An Evidence-Based, Equitable Assessment for Coordinated Entry
The Matching to Appropriate Placement (MAP) assessment, when administered as part of a Coordinated Entry process, assesses the needs and vulnerabilities of people who are experiencing homelessness. The MAP has been developed by Dr Jack Barile with input from homeless services providers and from people with lived experience. Researchers regularly analyze MAP data from participating Continuums of Care to identify and address any validity, equity or other issues that emerge.
Pathways MISI makes the MAP assessment and MAP Guide available free of charge to any Continuum of Care that would like to use it. We ask that, in return, participating CoCs periodically share deidentified MAP data with us to ensure that it continues to work as intended.
QUESTIONS & ANSWERS
Is the MAP “evidence based”?
Virtually all the items in the MAP assessment have been drawn from established measures in the literature and are empirically supported based on published studies. They are combined into an overall measure that quantifies unique constructs, or sub measures. These include quality of life or ability, violence exposure, and physical and mental health crisis.
How accurate are MAP scores?
We are committed to continually analyzing MAP data to test the assessment’s reliability, and whether each of the measures scores similar constructs in a similar way. From this analysis, we can see that the internal validity is strong, even though the assessment covers a wide spectrum of topics or ideas.
When we look at the demographic splits among ages and along other major criteria, such as whether they identify as someone in crisis, are a danger to themselves or others, are living on the street, all associations are consistent with the previous literature around subgroup differences among these domains. They are correlated with one another the way you would expect.

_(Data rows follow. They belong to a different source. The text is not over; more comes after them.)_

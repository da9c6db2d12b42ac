//! Reasoning capability: chat-completion types and the client trait.
//!
//! Agents only see [`LlmClient`]; the concrete backend is chosen when the
//! pipeline is built.

mod openai;

use async_trait::async_trait;
use serde::{Deserialize, Serialize};
use serde_json::Value;
use thiserror::Error;

pub use openai::OpenAiClient;

#[derive(Debug, Error)]
pub enum LlmError {
    #[error("Reasoning backend unreachable: {0}")]
    Unavailable(String),

    #[error("Reasoning backend returned HTTP {status}: {message}")]
    Http { status: u16, message: String },

    #[error("Failed to decode reasoning backend response: {0}")]
    Decode(String),

    #[error("Reasoning backend returned neither content nor tool calls")]
    EmptyResponse,
}

/// Chat message role.
#[derive(Debug, Clone, Copy, PartialEq, Eq, Serialize, Deserialize)]
#[serde(rename_all = "lowercase")]
pub enum Role {
    System,
    User,
    Assistant,
    Tool,
}

/// A single message in the conversation sent to the backend.
#[derive(Debug, Clone, PartialEq, Serialize, Deserialize)]
pub struct ChatMessage {
    pub role: Role,
    #[serde(skip_serializing_if = "Option::is_none")]
    pub content: Option<String>,
    #[serde(skip_serializing_if = "Option::is_none")]
    pub tool_calls: Option<Vec<ToolCall>>,
    #[serde(skip_serializing_if = "Option::is_none")]
    pub tool_call_id: Option<String>,
}

impl ChatMessage {
    pub fn system(content: impl Into<String>) -> Self {
        Self::text(Role::System, content)
    }

    pub fn user(content: impl Into<String>) -> Self {
        Self::text(Role::User, content)
    }

    pub fn tool_result(tool_call_id: impl Into<String>, content: impl Into<String>) -> Self {
        Self {
            role: Role::Tool,
            content: Some(content.into()),
            tool_calls: None,
            tool_call_id: Some(tool_call_id.into()),
        }
    }

    pub fn assistant_tool_calls(content: Option<String>, tool_calls: Vec<ToolCall>) -> Self {
        Self {
            role: Role::Assistant,
            content,
            tool_calls: Some(tool_calls),
            tool_call_id: None,
        }
    }

    fn text(role: Role, content: impl Into<String>) -> Self {
        Self {
            role,
            content: Some(content.into()),
            tool_calls: None,
            tool_call_id: None,
        }
    }
}

/// A tool invocation requested by the backend.
#[derive(Debug, Clone, PartialEq, Serialize, Deserialize)]
pub struct ToolCall {
    pub id: String,
    #[serde(rename = "type", default = "function_type")]
    pub call_type: String,
    pub function: FunctionCall,
}

impl ToolCall {
    pub fn new(id: impl Into<String>, name: impl Into<String>, arguments: Value) -> Self {
        Self {
            id: id.into(),
            call_type: function_type(),
            function: FunctionCall {
                name: name.into(),
                arguments: arguments.to_string(),
            },
        }
    }
}

/// Function name plus JSON-encoded arguments.
#[derive(Debug, Clone, PartialEq, Serialize, Deserialize)]
pub struct FunctionCall {
    pub name: String,
    pub arguments: String,
}

fn function_type() -> String {
    "function".to_string()
}

/// Tool description in the OpenAI function-tool format.
#[derive(Debug, Clone, Serialize)]
pub struct ToolSchema {
    #[serde(rename = "type")]
    pub tool_type: String,
    pub function: FunctionSchema,
}

#[derive(Debug, Clone, Serialize)]
pub struct FunctionSchema {
    pub name: String,
    pub description: String,
    pub parameters: Value,
}

impl ToolSchema {
    pub fn function(name: &str, description: &str, parameters: Value) -> Self {
        Self {
            tool_type: function_type(),
            function: FunctionSchema {
                name: name.to_string(),
                description: description.to_string(),
                parameters,
            },
        }
    }
}

/// Token accounting reported by the backend.
#[derive(Debug, Clone, Copy, Default, PartialEq, Eq, Serialize, Deserialize)]
pub struct TokenUsage {
    pub prompt_tokens: u64,
    pub completion_tokens: u64,
}

impl TokenUsage {
    pub fn total_tokens(&self) -> u64 {
        self.prompt_tokens + self.completion_tokens
    }

    pub fn accumulate(&mut self, other: &TokenUsage) {
        self.prompt_tokens = self.prompt_tokens.saturating_add(other.prompt_tokens);
        self.completion_tokens = self.completion_tokens.saturating_add(other.completion_tokens);
    }
}

/// Raw backend reply.
#[derive(Debug, Clone, Default)]
pub struct ChatResponse {
    pub content: Option<String>,
    pub tool_calls: Option<Vec<ToolCall>>,
    pub usage: Option<TokenUsage>,
}

/// What the backend decided to do on this turn.
#[derive(Debug, Clone, PartialEq)]
pub enum Completion {
    FinalAnswer(String),
    ToolRequests {
        content: Option<String>,
        calls: Vec<ToolCall>,
    },
}

impl ChatResponse {
    pub fn text(content: impl Into<String>) -> Self {
        Self {
            content: Some(content.into()),
            ..Self::default()
        }
    }

    pub fn tool_calls(calls: Vec<ToolCall>) -> Self {
        Self {
            tool_calls: Some(calls),
            ..Self::default()
        }
    }

    /// Tool calls take precedence over content; a reply with neither is an error.
    pub fn into_completion(self) -> Result<Completion, LlmError> {
        match (self.tool_calls, self.content) {
            (Some(calls), content) if !calls.is_empty() => {
                Ok(Completion::ToolRequests { content, calls })
            }
            (_, Some(content)) => Ok(Completion::FinalAnswer(content)),
            _ => Err(LlmError::EmptyResponse),
        }
    }
}

/// A text-completion backend with optional tool calling.
#[async_trait]
pub trait LlmClient: Send + Sync {
    async fn chat_completion(
        &self,
        model: &str,
        messages: &[ChatMessage],
        tools: Option<&[ToolSchema]>,
    ) -> Result<ChatResponse, LlmError>;
}

#[cfg(test)]
mod tests {
    use super::*;
    use serde_json::json;

    #[test]
    fn tool_calls_win_over_content() {
        let response = ChatResponse {
            content: Some("let me check".to_string()),
            tool_calls: Some(vec![ToolCall::new("c1", "read_file", json!({}))]),
            usage: None,
        };
        match response.into_completion().unwrap() {
            Completion::ToolRequests { content, calls } => {
                assert_eq!(content.as_deref(), Some("let me check"));
                assert_eq!(calls[0].function.name, "read_file");
            }
            other => panic!("unexpected completion: {:?}", other),
        }
    }

    #[test]
    fn empty_tool_call_list_falls_back_to_content() {
        let response = ChatResponse {
            content: Some("done".to_string()),
            tool_calls: Some(Vec::new()),
            usage: None,
        };
        assert_eq!(
            response.into_completion().unwrap(),
            Completion::FinalAnswer("done".to_string())
        );
    }

    #[test]
    fn empty_reply_is_an_error() {
        assert!(matches!(
            ChatResponse::default().into_completion(),
            Err(LlmError::EmptyResponse)
        ));
    }

    #[test]
    fn messages_serialize_in_openai_shape() {
        let msg = ChatMessage::tool_result("call_1", "ok");
        let value = serde_json::to_value(&msg).unwrap();
        assert_eq!(
            value,
            json!({"role": "tool", "content": "ok", "tool_call_id": "call_1"})
        );
    }
}
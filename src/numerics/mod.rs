//! Small numeric routines behind the numeric service.

mod optimize;
mod quadrature;
mod stats;

use thiserror::Error;

pub use optimize::{minimize_scalar, Minimum};
pub use quadrature::{integrate, Quadrature};
pub use stats::{describe, Summary};

#[derive(Debug, Error, PartialEq)]
pub enum NumericsError {
    #[error("data must contain at least one value")]
    EmptyData,

    #[error("{0} is not finite")]
    NonFinite(&'static str),

    #[error("could not bracket a minimum from x = {0}")]
    NoMinimum(f64),
}

/// f(x) = x^2 + 5x + 10, minimised by the optimize endpoint.
pub fn objective_function(x: f64) -> f64 {
    x * x + 5.0 * x + 10.0
}

/// f(x) = x^2, integrated by the integrate endpoint.
pub fn integrand_function(x: f64) -> f64 {
    x * x
}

Other major domains covered in the assessment – involvement in the criminal justice system, crisis, environment, housing history, violence and abuse – are all factors that are associated with people experiencing homelessness and living unsheltered, and relate to a person’s quality of life. Several published studies have shown that poor quality of life, along with the presence of a chronic health condition, can be a strong predictor of death.
The MAP and Racial Equity
Based on our initial testing of the assessment, we have not identified any racial or ethnic biases associated with the items or the total score. This is an important consideration that we will continue to examine. We believe - and data collected to date bears this out - that by constructing an assessment that considers the full range of lived experiences in combination with validated instruments, we will minimize the chance of unintended consequences associated with its implementation.
Who developed and maintains the MAP?
The MAP was developed by Jack Barile, PhD in collaboration with Pathways MISI and Coordinated Entry leaders from the Montana Continuum of Care Coalition. People with lived experience, including members of the Montana Youth Action Board, reviewed and provided valuable input on draft versions of the MAP.
We encourage Continua of Care that have implemented the MAP in their Coordinated Entry processes to provide suggestions on ways to improve the MAP, and to periodically share deidentified MAP data with Pathways MISI that will be used to measure the assessment's effectiveness.
MAP Copyright and Licensing
Pathways MISI holds the copyright for the MAP, and distributes it under a Creative Commons Attribution - No Derivatives 4.0 International License. CoCs that use the MAP may suggest changes to the assessment, but if they make any changes to the MAP themselves, they must not distribute the modified version. MAP questions 1-4 are based on the Healthy Days population assessment of health-related quality of life, developed by the U.S. Centers for Disease Control. They are in the public domain.